Our research focuses on the development of potent and highly selective peptide ligands for kappa (κ) opioid receptors and examination of the structure-activity relationships (SAR) for activity at these receptors. Both κ opioid receptor agonists and antagonists have potential therapeutic applications for a variety of diseases. Dynorphin (Dyn) A is an endogenous heptadecapeptide agonist at κ opioid receptors. Dyn A-based peptide antagonists could be useful pharmacological tools for studying κ opioid receptors. Arodyn is an acetylated Dyn A analog identified in our laboratory that is a potent and highly selective κ opioid receptor antagonist.
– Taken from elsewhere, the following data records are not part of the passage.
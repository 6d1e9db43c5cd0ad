use anyhow::Result;
use clap::Args;

use super::{read_hook_input, Project};
use crate::report;
use crate::types::{HookResponse, PromptInput};

#[derive(Args)]
pub struct ContextArgs {
    /// Maximum dataset files listed by name (overrides config)
    #[arg(long)]
    max_files: Option<usize>,
}

pub fn run(args: ContextArgs, project: &Project) -> Result<()> {
    let input = PromptInput::from_fields(&read_hook_input()?);
    tracing::debug!(prompt_len = input.prompt.len(), "context hook invoked");

    let max_files = args
        .max_files
        .unwrap_or(project.config.context.max_listed_files);
    let lines = report::project_context(&project.paths, max_files);

    // Nothing to report: stay silent so the prompt goes through untouched
    if lines.is_empty() {
        return Ok(());
    }

    let response = HookResponse::user_prompt_submit(report::format_additional_context(&lines));
    println!("{}", serde_json::to_string(&response)?);
    Ok(())
}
One main purpose of this dissertation research was to evaluate the role of the N-terminal 'message' sequence (especially Phe1 and Phe3) of arodyn in κ opioid receptor affinity, selectivity and efficacy. These two positions were substituted with other aromatic or nonaromatic residues. The other main purpose of this research was to develop conformationally restricted analogs of arodyn and Dyn A with high affinity and/or selectivity that can be used to explore the structural and conformational requirements for interaction of these ligands with κ opioid receptors, and to explore the SAR for agonist vs. antagonist activity at κ receptors. Different cyclization strategies were explored for the synthesis of cyclic arodyn and Dyn A analogs, including cyclization through lactam bond formation or ring-closing metathesis (RCM).